• YOUR TASK
Beneath this instruction is a block of data; output from it exactly the lines that run from the one containing "use std::str::FromStr;" through the one containing "Create a key", inclusive.

• RAW DATA
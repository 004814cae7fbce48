use anyhow::Result;

use cycif_db::markers::MarkerRegistry;

/// List markers matching a query
pub fn run(registry: &MarkerRegistry, query: &str) -> Result<()> {
    let found = registry.search(query);
    if found.is_empty() {
        println!("No markers match `{}`", query);
        return Ok(());
    }

    println!("{:>6}  {:<24}  Aliases", "Id", "Label");
    for marker in found {
        println!(
            "{:>6}  {:<24}  {}",
            marker.id,
            marker.full_label(),
            marker.aliases.join(", ")
        );
    }

    Ok(())
}
use anyhow::{Context, Result};
use clap::{Parser, Subcommand};
use std::path::{Path, PathBuf};

use cycif_db::markers::MarkerRegistry;

mod check;
mod config;
mod fuse;
mod headers;
mod ingest;
mod search;
mod update;

pub use config::Config;

/// cycif-db - marker registry and header normalization for CycIF data
#[derive(Parser)]
#[command(name = "cycif-db")]
#[command(author, version, about, long_about = None)]
pub struct Cli {
    /// Verbosity level (-v for info, -vv for debug)
    #[arg(short, long, action = clap::ArgAction::Count, global = true)]
    verbose: u8,

    /// TOML configuration file
    #[arg(long, value_name = "FILE", global = true)]
    config: Option<PathBuf>,

    /// Marker registry TSV (overrides the config file)
    #[arg(short, long, value_name = "FILE", global = true)]
    registry: Option<PathBuf>,

    #[command(subcommand)]
    command: Commands,
}

#[derive(Subcommand)]
enum Commands {
    /// Check a cell table and its declared markers against the registry
    Check {
        /// Cell quantification CSV
        #[arg(value_name = "CELLS")]
        cells: PathBuf,

        /// Declared marker CSV (needs a `marker_name` column)
        #[arg(short, long, value_name = "FILE")]
        markers: Option<PathBuf>,

        /// Add unknown markers and features to a registry snapshot
        #[arg(long)]
        update: bool,

        /// Snapshot path for --update (default: `<registry>.new`)
        #[arg(short, long, value_name = "FILE", requires = "update")]
        output: Option<PathBuf>,
    },

    /// Show the canonical key of every header in a cell table
    Headers {
        /// Cell quantification CSV
        #[arg(value_name = "CELLS")]
        cells: PathBuf,

        /// Also print export labels for marker columns
        #[arg(long)]
        labels: bool,

        /// Print JSON instead of a table
        #[arg(long)]
        json: bool,
    },

    /// Search markers by name, fluorophore or antibody host
    Search {
        /// Case-insensitive substring
        #[arg(value_name = "QUERY")]
        query: String,
    },

    /// Merge new markers, features and aliases into a registry snapshot
    UpdateRegistry {
        /// Registry-format TSV with the entries to merge
        #[arg(value_name = "ADDITIONS")]
        additions: PathBuf,

        /// Snapshot path (defaults to `<registry>.new`)
        #[arg(short, long, value_name = "FILE")]
        output: Option<PathBuf>,
    },

    /// Fuse per-sample key lists into one ordered list
    Fuse {
        /// Comma-separated keys of one sample; repeat per sample
        #[arg(short, long = "keys", value_name = "KEYS", required = true)]
        key_lists: Vec<String>,

        /// `intersection` or `union`
        #[arg(short, long, default_value = "intersection")]
        mode: String,

        /// Print export labels next to keys
        #[arg(long)]
        labels: bool,
    },

    /// Ingest a sample complex into the in-memory store and report what was written
    Ingest {
        /// Cell quantification CSV
        #[arg(value_name = "CELLS")]
        cells: PathBuf,

        /// Declared marker CSV
        #[arg(value_name = "MARKERS")]
        markers: PathBuf,

        /// Sample name
        #[arg(short, long)]
        name: String,

        /// Sample tag
        #[arg(short, long)]
        tag: Option<String>,

        /// Free-text annotation
        #[arg(long)]
        annotation: Option<String>,

        /// Roll back instead of committing
        #[arg(long)]
        dry_run: bool,

        /// Cell rows per bulk insert (overrides the config file)
        #[arg(long)]
        chunk_size: Option<usize>,

        /// Print the summary as JSON
        #[arg(long)]
        json: bool,
    },
}

impl Cli {
    pub fn verbosity(&self) -> u8 {
        self.verbose
    }
}

pub fn init_logging(verbosity: u8) {
    let log_level = match verbosity {
        0 => "warn",
        1 => "info",
        _ => "debug",
    };
    env_logger::Builder::from_env(env_logger::Env::default().default_filter_or(log_level)).init();
}

/// Registry path from the flag, else from the config file
fn registry_path(flag: Option<PathBuf>, config: &Config) -> Result<PathBuf> {
    flag.or_else(|| config.registry.path.clone())
        .context("No marker registry given; pass --registry or set [registry] path")
}

fn load_registry(path: &Path) -> Result<MarkerRegistry> {
    MarkerRegistry::load(path)
        .with_context(|| format!("Failed to load marker registry: {}", path.display()))
}

pub fn dispatch(cli: Cli) -> Result<()> {
    let config = Config::load(cli.config.as_deref())?;
    let registry_file = registry_path(cli.registry, &config)?;

    match cli.command {
        Commands::Check {
            cells,
            markers,
            update,
            output,
        } => {
            let mut registry = load_registry(&registry_file)?;
            let update = update.then_some(output);
            check::run(&mut registry, cells, markers, update)
        }
        Commands::Headers {
            cells,
            labels,
            json,
        } => {
            let registry = load_registry(&registry_file)?;
            headers::run(&registry, cells, labels, json)
        }
        Commands::Search { query } => {
            let registry = load_registry(&registry_file)?;
            search::run(&registry, &query)
        }
        Commands::UpdateRegistry { additions, output } => {
            let mut registry = load_registry(&registry_file)?;
            update::run(&mut registry, additions, output)
        }
        Commands::Fuse {
            key_lists,
            mode,
            labels,
        } => {
            let registry = load_registry(&registry_file)?;
            let ctx = config.comparator_context()?;
            fuse::run(&registry, &key_lists, &mode, ctx, labels)
        }
        Commands::Ingest {
            cells,
            markers,
            name,
            tag,
            annotation,
            dry_run,
            chunk_size,
            json,
        } => {
            let registry = load_registry(&registry_file)?;
            let mut options = config.ingest_options();
            if let Some(chunk_size) = chunk_size {
                options.chunk_size = chunk_size;
            }
            let args = ingest::IngestArgs {
                cells,
                markers,
                name,
                tag,
                annotation,
                dry_run,
                json,
            };
            ingest::run(&registry, options, args)
        }
    }
}
use serde::{Deserialize, Serialize};
use std::cmp::Ordering;
use std::fmt;
use std::str::FromStr;

use super::{HeaderError, MaskType};
use crate::markers::{ComparatorContext, Marker, MarkerIdentity, MarkerId, MarkerLookup};

/// Normalized identity of one marker-derived column: `"{marker_id}_{cl|nu}"`
#[derive(Debug, Clone, Copy, PartialEq, Eq, Hash, PartialOrd, Ord, Serialize, Deserialize)]
#[serde(try_from = "String", into = "String")]
pub struct HeaderKey {
    /// Registry id of the measured marker
    pub marker_id: MarkerId,
    /// Mask the measurement was taken over
    pub mask_type: MaskType,
}

impl HeaderKey {
    /// Create a key
    pub fn new(marker_id: MarkerId, mask_type: MaskType) -> Self {
        Self {
            marker_id,
            mask_type,
        }
    }
}

impl fmt::Display for HeaderKey {
    fn fmt(&self, f: &mut fmt::Formatter<'_>) -> fmt::Result {
        write!(f, "{}_{}", self.marker_id, self.mask_type.tag())
    }
}

impl FromStr for HeaderKey {
    type Err = HeaderError;

    fn from_str(s: &str) -> Result<Self, Self::Err> {
        let invalid = || HeaderError::InvalidKey(s.to_string());
        let (id, tag) = s.split_once('_').ok_or_else(invalid)?;
        let marker_id = id.parse().map_err(|_| invalid())?;
        let mask_type = MaskType::from_tag(tag).ok_or_else(invalid)?;
        Ok(Self::new(marker_id, mask_type))
    }
}

impl TryFrom<String> for HeaderKey {
    type Error = HeaderError;

    fn try_from(value: String) -> Result<Self, Self::Error> {
        value.parse()
    }
}

impl From<HeaderKey> for String {
    fn from(key: HeaderKey) -> Self {
        key.to_string()
    }
}

/// Comparator-identity of a key: marker identity plus mask type
#[derive(Debug, Clone, PartialEq, Eq, Hash)]
pub struct KeyIdentity {
    marker: MarkerIdentity,
    mask_type: MaskType,
}

/// Sensitivity-aware equality, ordering and labels for [`HeaderKey`]s.
///
/// Keys are plain values; the marker behind each one is looked up on demand.
pub struct HeaderKeyComparator<'a, L: MarkerLookup + ?Sized> {
    lookup: &'a L,
    ctx: ComparatorContext,
}

impl<'a, L: MarkerLookup + ?Sized> HeaderKeyComparator<'a, L> {
    /// Bind a lookup and a context
    pub fn new(lookup: &'a L, ctx: ComparatorContext) -> Self {
        Self { lookup, ctx }
    }

    /// The bound context
    pub fn context(&self) -> ComparatorContext {
        self.ctx
    }

    fn marker(&self, key: &HeaderKey) -> Result<&'a Marker, HeaderError> {
        self.lookup
            .marker(key.marker_id)
            .ok_or(HeaderError::UnknownMarker(key.marker_id))
    }

    /// Identity used for equality and hashing
    pub fn identity(&self, key: &HeaderKey) -> Result<KeyIdentity, HeaderError> {
        Ok(KeyIdentity {
            marker: self.ctx.identity(self.marker(key)?),
            mask_type: key.mask_type,
        })
    }

    /// Whether two keys denote the same measurement under the context
    pub fn equals(&self, a: &HeaderKey, b: &HeaderKey) -> Result<bool, HeaderError> {
        Ok(self.identity(a)? == self.identity(b)?)
    }

    /// Marker label then mask type, with the raw key as the final tie-break
    pub fn compare(&self, a: &HeaderKey, b: &HeaderKey) -> Result<Ordering, HeaderError> {
        let ordering = self
            .ctx
            .cmp_markers(self.marker(a)?, self.marker(b)?)
            .then_with(|| a.mask_type.cmp(&b.mask_type))
            .then_with(|| a.marker_id.cmp(&b.marker_id));
        Ok(ordering)
    }

    /// Human-facing header: `"{label}__{cell_masks|nuclei_masks}"`
    pub fn label(&self, key: &HeaderKey) -> Result<String, HeaderError> {
        Ok(format!(
            "{}__{}",
            self.ctx.label(self.marker(key)?),
            key.mask_type
        ))
    }

    /// Sort keys in place by [`HeaderKeyComparator::compare`]
    pub fn sort(&self, keys: &mut [HeaderKey]) -> Result<(), HeaderError> {
        // Resolve every key up front so the sort closure cannot fail.
        for key in keys.iter() {
            self.marker(key)?;
        }
        keys.sort_by(|a, b| self.compare(a, b).unwrap_or(Ordering::Equal));
        Ok(())
    }
}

• EXERCISE RESULT
use std::str::FromStr;

use super::{HeaderError, MaskType};
use crate::markers::{ComparatorContext, Marker, MarkerIdentity, MarkerId, MarkerLookup};

/// Normalized identity of one marker-derived column: `"{marker_id}_{cl|nu}"`
#[derive(Debug, Clone, Copy, PartialEq, Eq, Hash, PartialOrd, Ord, Serialize, Deserialize)]
#[serde(try_from = "String", into = "String")]
pub struct HeaderKey {
    /// Registry id of the measured marker
    pub marker_id: MarkerId,
    /// Mask the measurement was taken over
    pub mask_type: MaskType,
}

impl HeaderKey {
    /// Create a key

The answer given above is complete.